One benefit of growing your Portulacaria afra indoors is that you have more control over all of its environmental conditions. But if you’d like to have it outdoors then that could work as well. Ideal USDA hardiness zones for this plant are 10 and 11.
Blooms are rare to this genus, so you might not ever see your elephant bush grow flowers.
But sometimes under the right conditions, you’ll be able to spot some very small white and pink blooms during the late spring or early summer.
How to Propagate It
If you wish to turn one elephant plant into two or more by propagating it, then don’t worry because the process is fairly simple to do with succulents such as this one.
Propagation in Soil
- Take a desired cutting off of the original plant.
- Place the cutting on a paper towel and leave it there until you see calluses starting to form. This step might take a couple of days.
- After the calluses have formed than you’re free to move it to its pot, make sure to fill the pot with both potting soil and succulent/cactus mix.
- Keep the newly propagated plant in a warm and sunny location until the new roots start to form.
- Move your new little elephant plant to your chosen location.
Propagation in Water
- Choose a desired cutting or leaf to propagate with.
- Let the cutting or leaf dry until the cut edge has calloused.
- Find a cup that is the appropriate size and fill it with water.
- Place the cutting so that the end of the stem is either barely resting on the water or is resting right above the surface.
- Place the cup in a sunny spot.
- Wait for roots to grow, refilling the cup as necessary.
- Once roots have grown you can allow the cuttings to dry.
- Plant cuttings as usual.
How to Revive It
No matter how well you take care of a plant, one basic rule of gardening is that you can’t control everything. Sometimes, houseplants will still fall ill. And in this case, it helps to know what to expect and how to revive your plant if this does happen. Here are some common ailments of the Portulacaria afra.
Signs of sun scorch include dry-lead edges, brown leaves, leaves with a crispy texture, sunken leaves, and stunted growth.
If you think your elephant bush is suffering from sun scorch then you should remove the damaged leaves, increase watering while the plant is recovering, and decrease the amount of time that it is in the sun.
This genus is more susceptible to root rot than some others, much like the Oxalis genus, so you need to know what to look for.

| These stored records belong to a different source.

/*============================================================
  Project: GlobalSDK
  Module: globalsdk_core
  ------------------------------------------------------------
  Purpose:
    Library surface for installing a fully specified .NET SDK
    globally on Windows, macOS and supported Linux distros.

  Security / Safety Notes:
    Privileged commands flow only through the executor module.

  Dependencies:
    See Cargo.toml; modules document their own.

  Operational Scope:
    Consumed by the globalsdk_core binary and embedding tools.

  Revision History:
    2026-10-19 COD  Split runtime into library and CLI.
============================================================*/

pub mod config;
pub mod distro;
pub mod download;
pub mod error;
pub mod events;
pub mod executor;
pub mod installer;
pub mod logger;
pub mod orchestrator;
pub mod platform;
pub mod registry;
pub mod version;

#[cfg(test)]
mod testing;

pub use error::{GlobalSdkError, Result};
pub use orchestrator::GlobalInstallOrchestrator;
pub use platform::{Architecture, HostOs, InstallContext, InstallOutcome, InstallSource};
pub use version::FullySpecifiedVersion;
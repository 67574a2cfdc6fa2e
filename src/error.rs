/*============================================================
  Project: GlobalSDK
  Module: globalsdk_core::error
  ------------------------------------------------------------
  Purpose:
    Centralise installer error types to provide consistent
    diagnostics and exit semantics.

  Security / Safety Notes:
    Error contexts carry versions, paths and command lines only;
    downloaded payloads and environment values are never echoed.

  Dependencies:
    thiserror for ergonomic error definitions.

  Operational Scope:
    Used across modules to propagate recoverable failures and
    consolidate exit codes for the binary entry point.

  Revision History:
    2026-10-19 COD  Established shared error definitions.
============================================================*/

use std::io;
use std::process::ExitCode;

use thiserror::Error;

/// Result alias for GlobalSDK operations.
pub type Result<T> = std::result::Result<T, GlobalSdkError>;

/// Enumerates high-level error domains surfaced by the installer core.
#[derive(Debug, Error)]
pub enum GlobalSdkError {
    #[error("SDK {installed} is already installed and conflicts with requested {requested}")]
    ConflictingInstall { installed: String, requested: String },
    #[error("Unsupported platform: {0}")]
    UnsupportedPlatform(String),
    #[error("Version {version} is not eligible for automatic install (support status: {status})")]
    UnsupportedVersion { version: String, status: String },
    #[error("Download: {0}")]
    Download(String),
    #[error("Cleanup: {0}")]
    Cleanup(String),
    #[error("Malformed version `{0}`: expected major.minor.patch")]
    MalformedVersion(String),
    #[error("No SDK provider for distro `{distro}` version `{version}`")]
    UnknownDistro { distro: String, version: String },
    #[error("Privilege denied: {0}")]
    PrivilegeDenied(String),
    #[error("Required command `{command}` not found in PATH")]
    CommandMissing { command: String },
    #[error("Command `{command}` failed with status {status}: {stderr}")]
    CommandFailure {
        command: String,
        status: i32,
        stderr: String,
    },
    #[error("Operation exceeded the {0}s deadline")]
    Timeout(u64),
    #[error("Configuration: {0}")]
    Config(String),
    #[error("Network: {0}")]
    Network(String),
    #[error("Serialization: {0}")]
    Serialization(String),
    #[error("Filesystem: {0}")]
    Filesystem(String),
    #[error("Runtime: {0}")]
    Runtime(String),
    #[error(transparent)]
    Io(#[from] io::Error),
}

impl GlobalSdkError {
    /// Map error category to a deterministic exit code.
    pub fn exit_code(&self) -> ExitCode {
        match self {
            GlobalSdkError::ConflictingInstall { .. } => ExitCode::from(60),
            GlobalSdkError::UnsupportedPlatform(_) => ExitCode::from(61),
            GlobalSdkError::UnsupportedVersion { .. } => ExitCode::from(62),
            GlobalSdkError::UnknownDistro { .. } => ExitCode::from(63),
            GlobalSdkError::MalformedVersion(_) => ExitCode::from(64),
            GlobalSdkError::PrivilegeDenied(_) => ExitCode::from(65),
            GlobalSdkError::CommandMissing { .. } => ExitCode::from(10),
            GlobalSdkError::CommandFailure { .. } => ExitCode::from(11),
            GlobalSdkError::Timeout(_) => ExitCode::from(12),
            GlobalSdkError::Config(_) => ExitCode::from(20),
            GlobalSdkError::Download(_) => ExitCode::from(30),
            GlobalSdkError::Network(_) => ExitCode::from(31),
            GlobalSdkError::Serialization(_) => ExitCode::from(32),
            GlobalSdkError::Filesystem(_) => ExitCode::from(40),
            GlobalSdkError::Io(_) => ExitCode::from(41),
            GlobalSdkError::Cleanup(_) => ExitCode::from(42),
            GlobalSdkError::Runtime(_) => ExitCode::from(50),
        }
    }

    /// Stable event code used when the error is posted to an event sink.
    pub fn code(&self) -> &'static str {
        match self {
            GlobalSdkError::ConflictingInstall { .. } => "CONFLICT",
            GlobalSdkError::UnsupportedPlatform(_) => "PLATFORM",
            GlobalSdkError::UnsupportedVersion { .. } => "SUPPORT",
            GlobalSdkError::UnknownDistro { .. } => "DISTRO",
            GlobalSdkError::MalformedVersion(_) => "VERSION",
            GlobalSdkError::PrivilegeDenied(_) => "PRIVILEGE",
            GlobalSdkError::CommandMissing { .. } | GlobalSdkError::CommandFailure { .. } => {
                "COMMAND"
            }
            GlobalSdkError::Timeout(_) => "TIMEOUT",
            GlobalSdkError::Config(_) => "CONFIG",
            GlobalSdkError::Download(_) | GlobalSdkError::Network(_) => "DOWNLOAD",
            GlobalSdkError::Cleanup(_) => "CLEANUP",
            GlobalSdkError::Serialization(_) => "SERDE",
            GlobalSdkError::Filesystem(_) | GlobalSdkError::Io(_) => "FS",
            GlobalSdkError::Runtime(_) => "RUNTIME",
        }
    }
}

pub(crate) fn map_spawn_error(err: io::Error, command: &str) -> GlobalSdkError {
    if err.kind() == io::ErrorKind::NotFound {
        GlobalSdkError::CommandMissing {
            command: command.into(),
        }
    } else {
        GlobalSdkError::Runtime(format!("Failed to spawn {command}: {err}"))
    }
}
/*============================================================
  Project: GlobalSDK
  Module: globalsdk_core::version
  ------------------------------------------------------------
  Purpose:
    Parse fully-specified SDK versions and decide whether a
    requested version conflicts with an installed one.

  Security / Safety Notes:
    Pure computation; no I/O performed in this module.

  Dependencies:
    semver for strict major.minor.patch[-pre] parsing.

  Operational Scope:
    Consulted by the Windows/macOS installer and by the Linux
    providers before any mutating action.

  Revision History:
    2026-10-19 COD  Implemented feature band comparator.
============================================================*/

use std::cmp::Ordering;
use std::fmt;
use std::str::FromStr;

use semver::Version;

use crate::error::{GlobalSdkError, Result};

/// A concrete `major.minor.patch[-suffix]` SDK version.
#[derive(Debug, Clone, PartialEq, Eq, Hash)]
pub struct FullySpecifiedVersion {
    inner: Version,
}

impl FullySpecifiedVersion {
    pub fn parse(raw: &str) -> Result<Self> {
        let trimmed = raw.trim();
        Version::parse(trimmed)
            .map(|inner| Self { inner })
            .map_err(|_| GlobalSdkError::MalformedVersion(trimmed.to_string()))
    }

    /// Parse the leading `x.y.z` of a distro package version such as
    /// `7.0.118-0ubuntu1~22.04.1`, discarding packaging suffixes.
    pub fn from_package_version(raw: &str) -> Result<Self> {
        let trimmed = raw.trim();
        let without_epoch = trimmed.split_once(':').map_or(trimmed, |(_, rest)| rest);
        let numeric: String = without_epoch
            .chars()
            .take_while(|c| c.is_ascii_digit() || *c == '.')
            .collect();
        let numeric = numeric.trim_end_matches('.');
        if numeric.split('.').count() < 3 {
            return Err(GlobalSdkError::MalformedVersion(trimmed.to_string()));
        }
        let triple: Vec<&str> = numeric.split('.').take(3).collect();
        Self::parse(&triple.join("."))
            .map_err(|_| GlobalSdkError::MalformedVersion(trimmed.to_string()))
    }

    pub fn major(&self) -> u64 {
        self.inner.major
    }

    pub fn minor(&self) -> u64 {
        self.inner.minor
    }

    pub fn patch(&self) -> u64 {
        self.inner.patch
    }

    /// `major.minor` as used in package names (`dotnet-sdk-7.0`).
    pub fn major_minor(&self) -> String {
        format!("{}.{}", self.inner.major, self.inner.minor)
    }

    /// Hundreds group of the patch component: 203 -> 2.
    pub fn feature_band(&self) -> u64 {
        self.inner.patch / 100
    }

    /// Patch within the feature band: 203 -> 3.
    pub fn band_patch(&self) -> u64 {
        self.inner.patch % 100
    }

    pub fn is_prerelease(&self) -> bool {
        !self.inner.pre.is_empty()
    }

    pub fn same_band(&self, other: &Self) -> bool {
        self.major() == other.major()
            && self.minor() == other.minor()
            && self.feature_band() == other.feature_band()
    }

    /// True when installing `self` next to `installed` would be rejected:
    /// same major.minor, same feature band and not a strictly newer patch.
    pub fn conflicts_with(&self, installed: &Self) -> bool {
        self.same_band(installed) && self.band_patch() <= installed.band_patch()
    }
}

impl fmt::Display for FullySpecifiedVersion {
    fn fmt(&self, f: &mut fmt::Formatter<'_>) -> fmt::Result {
        write!(f, "{}", self.inner)
    }
}

impl FromStr for FullySpecifiedVersion {
    type Err = GlobalSdkError;

    fn from_str(s: &str) -> Result<Self> {
        Self::parse(s)
    }
}

impl PartialOrd for FullySpecifiedVersion {
    fn partial_cmp(&self, other: &Self) -> Option<Ordering> {
        Some(self.cmp(other))
    }
}

impl Ord for FullySpecifiedVersion {
    fn cmp(&self, other: &Self) -> Ordering {
        self.inner.cmp(&other.inner)
    }
}

/// String-level comparator: does installing `requested` conflict with `installed`?
pub fn conflicts(requested: &str, installed: &str) -> Result<bool> {
    let requested = FullySpecifiedVersion::parse(requested)?;
    let installed = FullySpecifiedVersion::parse(installed)?;
    Ok(requested.conflicts_with(&installed))
}

/// First installed version that conflicts with `requested`, in enumeration order.
/// Installed entries that do not parse are skipped.
pub fn find_conflict<'a, I>(requested: &FullySpecifiedVersion, installed: I) -> Option<String>
where
    I: IntoIterator<Item = &'a String>,
{
    installed.into_iter().find_map(|candidate| {
        FullySpecifiedVersion::parse(candidate)
            .ok()
            .filter(|parsed| requested.conflicts_with(parsed))
            .map(|_| candidate.clone())
    })
}

#[cfg(test)]
mod tests {
    use super::*;

    fn v(raw: &str) -> FullySpecifiedVersion {
        FullySpecifiedVersion::parse(raw).unwrap()
    }

    #[test]
    fn band_components() {
        let version = v("7.0.203");
        assert_eq!(version.major_minor(), "7.0");
        assert_eq!(version.feature_band(), 2);
        assert_eq!(version.band_patch(), 3);
        assert_eq!(v("8.0.100-preview.7.23376.3").feature_band(), 1);
        assert!(v("8.0.100-rc.1").is_prerelease());
    }

    #[test]
    fn equal_versions_conflict() {
        assert!(conflicts("7.0.203", "7.0.203").unwrap());
    }

    #[test]
    fn same_band_patch_direction() {
        assert!(conflicts("7.0.201", "7.0.203").unwrap());
        assert!(!conflicts("7.0.204", "7.0.203").unwrap());
    }

    #[test]
    fn different_band_never_conflicts() {
        assert!(!conflicts("7.0.301", "7.0.203").unwrap());
        assert!(!conflicts("7.0.100", "7.0.203").unwrap());
    }

    #[test]
    fn different_major_minor_never_conflicts() {
        assert!(!conflicts("8.0.203", "7.0.203").unwrap());
        assert!(!conflicts("7.1.201", "7.0.203").unwrap());
        assert!(!conflicts("6.0.100", "7.0.100").unwrap());
    }

    #[test]
    fn same_band_rule_holds_over_grid() {
        for requested in 0..10u64 {
            for installed in 0..10u64 {
                let a = format!("7.0.4{requested:02}");
                let b = format!("7.0.4{installed:02}");
                assert_eq!(conflicts(&a, &b).unwrap(), requested <= installed, "{a} vs {b}");
            }
        }
    }

    #[test]
    fn malformed_versions_are_rejected() {
        for raw in ["7.0", "seven", "", "7.0.x"] {
            assert!(matches!(
                FullySpecifiedVersion::parse(raw),
                Err(GlobalSdkError::MalformedVersion(_))
            ));
        }
        assert!(conflicts("7.0", "7.0.100").is_err());
    }

    #[test]
    fn package_versions_strip_distro_suffixes() {
        assert_eq!(
            FullySpecifiedVersion::from_package_version("7.0.118-0ubuntu1~22.04.1")
                .unwrap()
                .to_string(),
            "7.0.118"
        );
        assert_eq!(
            FullySpecifiedVersion::from_package_version("1:8.0.104-1")
                .unwrap()
                .to_string(),
            "8.0.104"
        );
        assert!(FullySpecifiedVersion::from_package_version("8.0").is_err());
    }

    #[test]
    fn find_conflict_reports_offending_install() {
        let installed = vec!["6.0.400".to_string(), "7.0.203".to_string()];
        assert_eq!(
            find_conflict(&v("7.0.201"), &installed).as_deref(),
            Some("7.0.203")
        );
        assert_eq!(find_conflict(&v("7.0.301"), &installed), None);
    }
}
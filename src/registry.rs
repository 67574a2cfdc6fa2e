/*============================================================
  Project: GlobalSDK
  Module: globalsdk_core::registry
  ------------------------------------------------------------
  Purpose:
    Enumerate globally installed SDKs on Windows from the SDK
    install records kept in the registry.

  Security / Safety Notes:
    Read-only `reg query`; nothing is written to the registry.

  Dependencies:
    The command executor (blocking variant).

  Operational Scope:
    Consulted by the Windows installer before downloading.

  Revision History:
    2026-10-19 COD  Implemented registry enumeration.
============================================================*/

use crate::error::{GlobalSdkError, Result};
use crate::executor::{CommandExecutor, CommandSpec};

/// Install-record keys for 64-bit and 32-bit SDKs, queried in this order.
pub const SDK_REGISTRY_KEYS: [&str; 2] = [
    "HKEY_LOCAL_MACHINE\\SOFTWARE\\WOW6432Node\\dotnet\\Setup\\InstalledVersions\\x64\\sdk",
    "HKEY_LOCAL_MACHINE\\SOFTWARE\\WOW6432Node\\dotnet\\Setup\\InstalledVersions\\x86\\sdk",
];

/// `reg.exe` exits 1 when the key is absent.
const REG_KEY_MISSING: i32 = 1;

/// Pull value names (SDK versions) out of tokenised `reg query` output.
///
/// The first token echoes the queried key. Each following record is a value
/// name, a `REG_*` type and optional data; only the names are kept.
pub fn extract_versions<S: AsRef<str>>(tokens: &[S]) -> Vec<String> {
    let meaningful: Vec<&str> = tokens
        .iter()
        .skip(1)
        .map(|token| token.as_ref().trim())
        .filter(|token| !token.is_empty())
        .collect();
    meaningful
        .windows(2)
        .filter(|pair| pair[1].starts_with("REG_"))
        .map(|pair| pair[0].to_string())
        .collect()
}

pub fn parse_query_output(stdout: &str) -> Vec<String> {
    let tokens: Vec<&str> = stdout.split_whitespace().collect();
    extract_versions(&tokens)
}

pub(crate) fn reg_program() -> String {
    match std::env::var("SystemRoot") {
        Ok(root) if !root.is_empty() => format!("{root}\\System32\\reg.exe"),
        _ => "reg".to_string(),
    }
}

/// Query one key; an absent key yields an empty list.
pub fn query_key(executor: &dyn CommandExecutor, key: &str) -> Result<Vec<String>> {
    let spec = CommandSpec::new(reg_program(), ["query", key]);
    let result = executor.execute_sync(&spec)?;
    match result.status {
        Some(0) => Ok(parse_query_output(&result.stdout)),
        Some(REG_KEY_MISSING) => Ok(Vec::new()),
        status => Err(GlobalSdkError::CommandFailure {
            command: spec.to_string(),
            status: status.unwrap_or(-1),
            stderr: result.stderr.trim().to_string(),
        }),
    }
}

/// Ordered union of both bitness enumerations. Duplicates are kept: each
/// hive holds a distinct install record.
pub fn enumerate_installed_sdks(executor: &dyn CommandExecutor) -> Result<Vec<String>> {
    let mut versions = Vec::new();
    for key in SDK_REGISTRY_KEYS {
        versions.extend(query_key(executor, key)?);
    }
    Ok(versions)
}
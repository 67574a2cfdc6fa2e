/*============================================================
  Project: GlobalSDK
  Module: globalsdk_core::distro
  ------------------------------------------------------------
  Purpose:
    Linux distro abstraction: the provider capability contract,
    the fixed set of supported distro variants, and the resolver
    that picks one for the running system.

  Security / Safety Notes:
    Unknown distros are refused outright; no generic package
    manager syntax is ever guessed.

  Dependencies:
    async-trait for the provider seam.

  Operational Scope:
    Selected by the orchestrator on Linux hosts.

  Revision History:
    2026-10-19 COD  Introduced distro variants and resolver.
============================================================*/

pub mod package_manager;
pub mod provider;

use std::collections::HashMap;
use std::fmt;
use std::path::{Path, PathBuf};
use std::sync::Arc;

use async_trait::async_trait;

use crate::error::{GlobalSdkError, Result};
use crate::executor::{CommandExecutionResult, CommandExecutor};
use crate::platform::{InstallContext, SupportStatus};
use crate::version::FullySpecifiedVersion;

pub use package_manager::PackageManager;
pub use provider::LinuxSdkProvider;

/// Capabilities every Linux distro provider offers.
#[async_trait]
pub trait DistroSdkProvider: Send + Sync {
    fn distro(&self) -> SupportedDistro;

    /// Install via the native package manager. The raw result of the last
    /// command run is returned; privileged steps go through the executor.
    async fn install_dotnet(&self, context: &InstallContext) -> Result<CommandExecutionResult>;

    /// SDK versions the global `dotnet` host reports.
    async fn installed_dotnet_versions(&self) -> Result<Vec<FullySpecifiedVersion>>;

    /// Directory of the `dotnet` on PATH, if any.
    async fn installed_global_dotnet_path(&self) -> Result<Option<PathBuf>>;

    /// Version the global `dotnet` reports, if any.
    async fn installed_global_dotnet_version(&self) -> Result<Option<FullySpecifiedVersion>>;

    fn expected_installation_directory(&self) -> PathBuf;

    /// Whether the repositories offer a package for `version`'s major.minor.
    async fn dotnet_package_exists(&self, version: &FullySpecifiedVersion) -> Result<bool>;

    fn version_support_status(&self, version: &FullySpecifiedVersion) -> SupportStatus;

    fn is_version_supported(&self, version: &FullySpecifiedVersion) -> bool {
        self.version_support_status(version).permits_install()
    }

    /// Upgrade within the same major.minor and feature band only.
    async fn upgrade_dotnet(&self, version: &FullySpecifiedVersion)
        -> Result<CommandExecutionResult>;

    /// Remove exactly `version`.
    async fn uninstall_dotnet(
        &self,
        version: &FullySpecifiedVersion,
    ) -> Result<CommandExecutionResult>;
}

/// One supported (distro, release) pair.
#[derive(Debug, Copy, Clone, Eq, PartialEq)]
pub enum SupportedDistro {
    Ubuntu2004,
    Ubuntu2204,
    Ubuntu2404,
    Debian12,
    Rhel8,
    Rhel9,
    Fedora39,
    Fedora40,
    Arch,
}

impl SupportedDistro {
    pub const ALL: [SupportedDistro; 9] = [
        SupportedDistro::Ubuntu2004,
        SupportedDistro::Ubuntu2204,
        SupportedDistro::Ubuntu2404,
        SupportedDistro::Debian12,
        SupportedDistro::Rhel8,
        SupportedDistro::Rhel9,
        SupportedDistro::Fedora39,
        SupportedDistro::Fedora40,
        SupportedDistro::Arch,
    ];

    pub fn id(self) -> &'static str {
        match self {
            SupportedDistro::Ubuntu2004
            | SupportedDistro::Ubuntu2204
            | SupportedDistro::Ubuntu2404 => "ubuntu",
            SupportedDistro::Debian12 => "debian",
            SupportedDistro::Rhel8 | SupportedDistro::Rhel9 => "rhel",
            SupportedDistro::Fedora39 | SupportedDistro::Fedora40 => "fedora",
            SupportedDistro::Arch => "arch",
        }
    }

    /// Release this variant answers for; `None` for rolling releases.
    pub fn release(self) -> Option<&'static str> {
        match self {
            SupportedDistro::Ubuntu2004 => Some("20.04"),
            SupportedDistro::Ubuntu2204 => Some("22.04"),
            SupportedDistro::Ubuntu2404 => Some("24.04"),
            SupportedDistro::Debian12 => Some("12"),
            SupportedDistro::Rhel8 => Some("8"),
            SupportedDistro::Rhel9 => Some("9"),
            SupportedDistro::Fedora39 => Some("39"),
            SupportedDistro::Fedora40 => Some("40"),
            SupportedDistro::Arch => None,
        }
    }

    pub fn package_manager(self) -> PackageManager {
        match self {
            SupportedDistro::Ubuntu2004
            | SupportedDistro::Ubuntu2204
            | SupportedDistro::Ubuntu2404
            | SupportedDistro::Debian12 => PackageManager::Apt,
            SupportedDistro::Rhel8
            | SupportedDistro::Rhel9
            | SupportedDistro::Fedora39
            | SupportedDistro::Fedora40 => PackageManager::Dnf,
            SupportedDistro::Arch => PackageManager::Pacman,
        }
    }

    /// Where this distro's SDK packages land.
    pub fn install_dir(self) -> &'static Path {
        Path::new(match self {
            // Ubuntu 20.04 and Debian 12 get SDKs from the Microsoft feed.
            SupportedDistro::Ubuntu2004 | SupportedDistro::Debian12 => "/usr/share/dotnet",
            SupportedDistro::Ubuntu2204 | SupportedDistro::Ubuntu2404 => "/usr/lib/dotnet",
            SupportedDistro::Rhel8
            | SupportedDistro::Rhel9
            | SupportedDistro::Fedora39
            | SupportedDistro::Fedora40 => "/usr/lib64/dotnet",
            SupportedDistro::Arch => "/usr/share/dotnet",
        })
    }

    /// major.minor lines this release packages.
    pub fn packaged_versions(self) -> &'static [&'static str] {
        match self {
            SupportedDistro::Ubuntu2004 => &["6.0", "7.0", "8.0"],
            SupportedDistro::Ubuntu2204 => &["6.0", "7.0", "8.0", "9.0"],
            SupportedDistro::Ubuntu2404 => &["8.0", "9.0", "10.0"],
            SupportedDistro::Debian12 => &["6.0", "7.0", "8.0", "9.0", "10.0"],
            SupportedDistro::Rhel8 | SupportedDistro::Rhel9 => &["6.0", "7.0", "8.0", "9.0"],
            SupportedDistro::Fedora39 => &["6.0", "7.0", "8.0"],
            SupportedDistro::Fedora40 => &["8.0", "9.0"],
            SupportedDistro::Arch => &["8.0", "9.0", "10.0"],
        }
    }

    pub fn package_name(self, version: &FullySpecifiedVersion) -> String {
        format!("dotnet-sdk-{}", version.major_minor())
    }

    fn matches(self, release: &OsRelease) -> bool {
        if release.id != self.id() {
            return false;
        }
        match (self, self.release()) {
            (_, None) => true,
            (SupportedDistro::Rhel8 | SupportedDistro::Rhel9, Some(major)) => {
                release.version_id.split('.').next() == Some(major)
            }
            (_, Some(exact)) => release.version_id == exact,
        }
    }
}

impl fmt::Display for SupportedDistro {
    fn fmt(&self, f: &mut fmt::Formatter<'_>) -> fmt::Result {
        match self.release() {
            Some(release) => write!(f, "{} {}", self.id(), release),
            None => f.write_str(self.id()),
        }
    }
}

/// Lifecycle of a major.minor line, independent of distro.
pub fn lifecycle(major_minor: &str) -> SupportStatus {
    match major_minor {
        "8.0" | "10.0" => SupportStatus::LongTermSupport,
        "9.0" => SupportStatus::StandardTermSupport,
        "3.1" | "5.0" | "6.0" | "7.0" => SupportStatus::Unsupported,
        _ => SupportStatus::Unknown,
    }
}

/// Identity fields from `/etc/os-release`.
#[derive(Debug, Clone, Default, Eq, PartialEq)]
pub struct OsRelease {
    pub id: String,
    pub version_id: String,
    pub pretty_name: Option<String>,
}

impl OsRelease {
    pub fn parse(contents: &str) -> Self {
        let fields: HashMap<&str, String> = contents
            .lines()
            .map(str::trim)
            .filter(|line| !line.is_empty() && !line.starts_with('#'))
            .filter_map(|line| line.split_once('='))
            .map(|(key, value)| (key.trim(), value.trim().trim_matches(['"', '\'']).to_string()))
            .collect();
        Self {
            id: fields.get("ID").cloned().unwrap_or_default().to_ascii_lowercase(),
            version_id: fields.get("VERSION_ID").cloned().unwrap_or_default(),
            pretty_name: fields.get("PRETTY_NAME").cloned(),
        }
    }

    /// Read the running system's identity.
    pub fn from_system() -> Result<Self> {
        for candidate in ["/etc/os-release", "/usr/lib/os-release"] {
            match std::fs::read_to_string(candidate) {
                Ok(contents) => return Ok(Self::parse(&contents)),
                Err(err) if err.kind() == std::io::ErrorKind::NotFound => continue,
                Err(err) => {
                    return Err(GlobalSdkError::Filesystem(format!(
                        "Failed to read {candidate}: {err}"
                    )))
                }
            }
        }
        Err(GlobalSdkError::UnknownDistro {
            distro: "unknown".into(),
            version: "unknown".into(),
        })
    }
}

/// Pick the supported variant for `release`, or fail.
pub fn resolve_distro(release: &OsRelease) -> Result<SupportedDistro> {
    SupportedDistro::ALL
        .into_iter()
        .find(|distro| distro.matches(release))
        .ok_or_else(|| GlobalSdkError::UnknownDistro {
            distro: release.id.clone(),
            version: release.version_id.clone(),
        })
}

/// Build the provider for `release`.
pub fn resolve_provider(
    release: &OsRelease,
    executor: Arc<dyn CommandExecutor>,
) -> Result<LinuxSdkProvider> {
    resolve_distro(release).map(|distro| LinuxSdkProvider::new(distro, executor))
}

#[cfg(test)]
mod tests {
    use super::*;

    fn release(id: &str, version_id: &str) -> OsRelease {
        OsRelease {
            id: id.into(),
            version_id: version_id.into(),
            pretty_name: None,
        }
    }

    #[test]
    fn parses_os_release_fields() {
        let parsed = OsRelease::parse(
            "# comment\nNAME=\"Ubuntu\"\nVERSION_ID=\"22.04\"\nID=ubuntu\nID_LIKE=debian\nPRETTY_NAME='Ubuntu 22.04.4 LTS'\n",
        );
        assert_eq!(parsed.id, "ubuntu");
        assert_eq!(parsed.version_id, "22.04");
        assert_eq!(parsed.pretty_name.as_deref(), Some("Ubuntu 22.04.4 LTS"));
    }

    #[test]
    fn resolves_known_releases() {
        assert_eq!(
            resolve_distro(&release("ubuntu", "22.04")).unwrap(),
            SupportedDistro::Ubuntu2204
        );
        assert_eq!(
            resolve_distro(&release("rhel", "9.3")).unwrap(),
            SupportedDistro::Rhel9
        );
        assert_eq!(
            resolve_distro(&release("rhel", "8")).unwrap(),
            SupportedDistro::Rhel8
        );
        assert_eq!(
            resolve_distro(&release("arch", "")).unwrap(),
            SupportedDistro::Arch
        );
    }

    #[test]
    fn unknown_releases_are_refused() {
        for (id, version) in [("ubuntu", "18.04"), ("gentoo", "2.14"), ("fedora", "41"), ("", "")] {
            match resolve_distro(&release(id, version)) {
                Err(GlobalSdkError::UnknownDistro { distro, version: v }) => {
                    assert_eq!(distro, id);
                    assert_eq!(v, version);
                }
                other => panic!("{id} {version}: {other:?}"),
            }
        }
    }

    #[test]
    fn variant_data_is_consistent() {
        for distro in SupportedDistro::ALL {
            assert!(distro.install_dir().is_absolute());
            assert!(!distro.packaged_versions().is_empty());
        }
        assert_eq!(SupportedDistro::Rhel9.to_string(), "rhel 9");
        assert_eq!(SupportedDistro::Arch.to_string(), "arch");
        assert_eq!(
            SupportedDistro::Fedora40.package_manager(),
            PackageManager::Dnf
        );
    }

    #[test]
    fn lifecycle_table() {
        assert_eq!(lifecycle("8.0"), SupportStatus::LongTermSupport);
        assert_eq!(lifecycle("9.0"), SupportStatus::StandardTermSupport);
        assert_eq!(lifecycle("6.0"), SupportStatus::Unsupported);
        assert_eq!(lifecycle("11.0"), SupportStatus::Unknown);
    }
}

Signs of root rot include yellowing leaves, a rotten brown base, moldy soil, and stunted growth.
Houseplants suffering from root rot will need to be repotted and the diseased root sections, which will be brown and mushy, will need to removed. Make sure in the future to water your succulent less, as root rot is caused by too much moisture.
Leaves Falling Off
There can be many reasons for the leaves of an elephant bush to fall off so this isn’t an ailment in of itself, but we’re still going to address it in this guide because it is such a common issue with this genus.
Ailments like were listed above could be to blame for this, or it could have to do with several other potential issues such as a lack of nutrients in the soil or a infestation of some sort of pest.
If your Portulacaria afra is losing leaves then you need to first identify which of those issues is causing it, and then treat that issue appropriately. If it’s lacking nutrients then fertilize it and change the soil, if there’s an infect infestation then clear it up, etc.
Similarly to the previous section, wrinkled leaves isn’t a technical disease by itself but is caused by other things such as underwatering, overwatering, or too much sunlight.
If you notice wrinkling leaves on your plant then take a closer look at your watering habits and how much sunlight the plant is getting in order to diagnose the issue and then remedy whatever it is that you’re underdoing or overdoing in order to clear up the issue.
Wrapping It Up
This easy to deal with succulent is a great addition to any home, and can be used in more homes than some houseplants because of its lack of toxicity to people and pets.
As long as you understand its needs, it’s a very easy houseplant to tend to. So the elephant bush is a great addition to your indoor decor, or your outdoor garden!